混まないうちにと「大阪の日本画」行ってきました。
大坂中之島美術館もオープンして1周年となります。展覧会は、平日とは言え意外にも空いておりまして、じっくり観てきました。 ほぼ3時間。
本展覧会は5章構成になっています。
第1章 ひとを描くー北野恒富とその門下
第2章 文化を描くー菅楯彦、生田花朝
第3章 新たなる山水を描くー矢野橋村と新南画
第4章 文人画ー街に息づく中国趣味
第5章 船場派ー商家の床の間を飾る画

何種類もの素敵なチラシがありましたが、メインヴィジュアルは北野恒富の「宝恵籠」です。 2017年にあべのハルカス美術館で開催された「北野恒富」展を観てからすっかり北野恒富ファンになりました。
《道行》でも有名な恒富さんで、「画壇の悪魔派」とも呼ばれていました。「あやしい絵」展や「コレクター福富太郎の眼」(いかにも福富太郎さんが好みそうな画題で作品です。)ではキャッチーな作品として展示されていました。 しかしながら、あの頃の大阪に住んで大阪画壇、「大阪モダニズム」を牽引しながら描いた女性像はホンマに「はんなり」という言葉がぴったりのように思います。
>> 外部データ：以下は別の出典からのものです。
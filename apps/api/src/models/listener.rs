//! Listener identity and token models
//!
//! This module contains:
//! - Listener accounts (the actor a session belongs to)
//! - JWT access-token claims
//! - Token pairs returned by login/register/refresh

use chrono::{DateTime, Utc};
use serde::{Deserialize, Serialize};
use sqlx::FromRow;
use uuid::Uuid;

/// Listener role, matching the PostgreSQL `listener_role` type
///
/// Fixed at creation time and copied into every access token.
#[derive(Debug, Clone, Copy, Default, PartialEq, Eq, Serialize, Deserialize, sqlx::Type)]
#[sqlx(type_name = "listener_role", rename_all = "lowercase")]
#[serde(rename_all = "lowercase")]
pub enum ListenerRole {
    #[default]
    User,
    Artist,
}

impl std::fmt::Display for ListenerRole {
    fn fmt(&self, f: &mut std::fmt::Formatter<'_>) -> std::fmt::Result {
        match self {
            Self::User => write!(f, "user"),
            Self::Artist => write!(f, "artist"),
        }
    }
}

/// Listener account from the listeners table
#[derive(Debug, Clone, FromRow, Serialize)]
pub struct Listener {
    /// Unique listener identifier
    pub id: Uuid,

    /// Login identifier (unique, stored lower-cased)
    pub email: String,

    /// Argon2id PHC hash of the password
    #[serde(skip_serializing)]
    pub password_hash: String,

    /// Display name shown on other devices
    pub display_name: String,

    /// Immutable role
    pub role: ListenerRole,

    /// Account creation timestamp
    pub created_at: DateTime<Utc>,
}

/// Data for creating a listener
#[derive(Debug, Clone)]
pub struct NewListener {
    pub email: String,
    pub password_hash: String,
    pub display_name: String,
    pub role: ListenerRole,
}

/// Public identity returned alongside tokens
#[derive(Debug, Clone, PartialEq, Eq, Serialize, Deserialize)]
#[serde(rename_all = "camelCase")]
pub struct Identity {
    pub id: Uuid,
    pub email: String,
    pub display_name: String,
    pub role: ListenerRole,
}

impl From<Listener> for Identity {
    fn from(listener: Listener) -> Self {
        Self {
            id: listener.id,
            email: listener.email,
            display_name: listener.display_name,
            role: listener.role,
        }
    }
}

/// JWT claims carried by an access token
#[derive(Debug, Clone, Serialize, Deserialize)]
pub struct Claims {
    /// Listener id
    pub sub: Uuid,
    /// Listener role
    pub role: ListenerRole,
    /// Issued at (unix seconds)
    pub iat: i64,
    /// Expiry (unix seconds)
    pub exp: i64,
    pub iss: String,
    pub aud: String,
}

impl Claims {
    pub fn new(
        listener_id: Uuid,
        role: ListenerRole,
        ttl_secs: i64,
        issuer: &str,
        audience: &str,
    ) -> Self {
        let now = Utc::now().timestamp();
        Self {
            sub: listener_id,
            role,
            iat: now,
            exp: now + ttl_secs,
            iss: issuer.to_string(),
            aud: audience.to_string(),
        }
    }
}

/// Tokens issued by login and register
#[derive(Debug, Clone, Serialize, Deserialize)]
#[serde(rename_all = "camelCase")]
pub struct AuthTokens {
    /// Short-lived signed access token
    pub access_token: String,
    /// Opaque long-lived refresh secret
    pub refresh_secret: String,
    /// Access token lifetime in seconds
    pub expires_in: i64,
    pub token_type: String,
}

impl AuthTokens {
    pub fn new(access_token: String, refresh_secret: String, expires_in: i64) -> Self {
        Self {
            access_token,
            refresh_secret,
            expires_in,
            token_type: "Bearer".to_string(),
        }
    }
}

/// Result of a refresh call
///
/// `refresh_secret` is only present when the stored secret was rotated.
#[derive(Debug, Clone, Serialize, Deserialize)]
#[serde(rename_all = "camelCase")]
pub struct RefreshedTokens {
    pub access_token: String,
    pub expires_in: i64,
    #[serde(skip_serializing_if = "Option::is_none")]
    pub refresh_secret: Option<String>,
}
「美をつくし―大阪市立美術館コレクション」@サントリー美で恒富の《宵宮の雨》や《星(夕空)》をご覧になった方はアレッこんな作品もあるのかとの感想をお持ちになった方もあるかもしれません。 東京でも京都でもない大阪の良さが出ているような。「はんなり」という言葉は、京都ではなく古き良き上方、大阪に相応しい言葉なのではないか?
私たちが持っている大阪のイメージって、メディアの露出が多い吉本芸人さんが持ち込んだものなのかも?
恒富さんも鏑木清方さんも「美人画家」と称されることにはご自身は納得しがたかったとは思いますが、やはり圧倒的に女性像を多く描いています。 北野恒富は、当時「東の 鏑木清方、西の上村松園」と並び称される明治から昭和にかけて活躍した大阪を代表する”女性を描いた画家”でした。 悪魔派と呼ばれた頃は、デカダンな大正時代をも反映していたのでしょう。 もうすぐ京国近美で始まる「甲斐庄楠音」なんかもそうでしょう。
もうきゅーとなるほど可愛らしい《宝恵籠》、ものすごく間近で観る事が出来、襟の梅の刺繍? 模様や着物の柄もじっくり観てきました。赤と黒の2本の絞りの帯を締めています。恒富作品には他にもお気に入りの作品があり、北野恒富展の図録を引っ張り出して眺めているとふぁ~と時間が過ぎていってしまいます。見直してみると恒富展は今回の展覧会と重なるところが多かったです。
当時の大阪では、商家の子供や女性たちが絵も習っていたそうです。恒富は男女の差なく教えたという話も伝わります。女性画家を多く輩出し、活躍したのも大阪画壇の特徴とも言えます。
東京の池田焦園、京都の上村松園と並んで「三都三園」と称される島成園は大阪を代表する女性画家です。上掲図録によれば、島成園は「(恒富が主宰する画塾)「白耀社」展にも出品し、恒富に学んだともいわれていたが、門下というよりは活動を共にした絵描き仲間であったと考えられている」とありました。《祭のよそおい》に描かれた幼い子ども、片方が脱げた草履や、足が着かずにバタバタさせている可愛いらしい子どもたちの情景に、髪形や着ている着物に彼女たちの社会背景、貧富の差も映し出していました。そう言えば大阪市美が休館に入る直前の「華風到来 チャイニーズアートセレクション」展メインヴィジュアル《上海娘》、あのポスターに惹かれて出かけたのでした。あれも島成園筆でした。
恒富門下の女性画家で画号に「乃」のつく星加雪乃、別役月乃、四夷星乃、橋本花乃は「雪月花星」と謳われたそうで、まるで宝塚の組名のよう。恒富門下を中心に女性画家13人は「日向会」を結成します。これら大阪で活躍した女性画家については改めて展覧会があるらしいので、楽しみにしておきましょう。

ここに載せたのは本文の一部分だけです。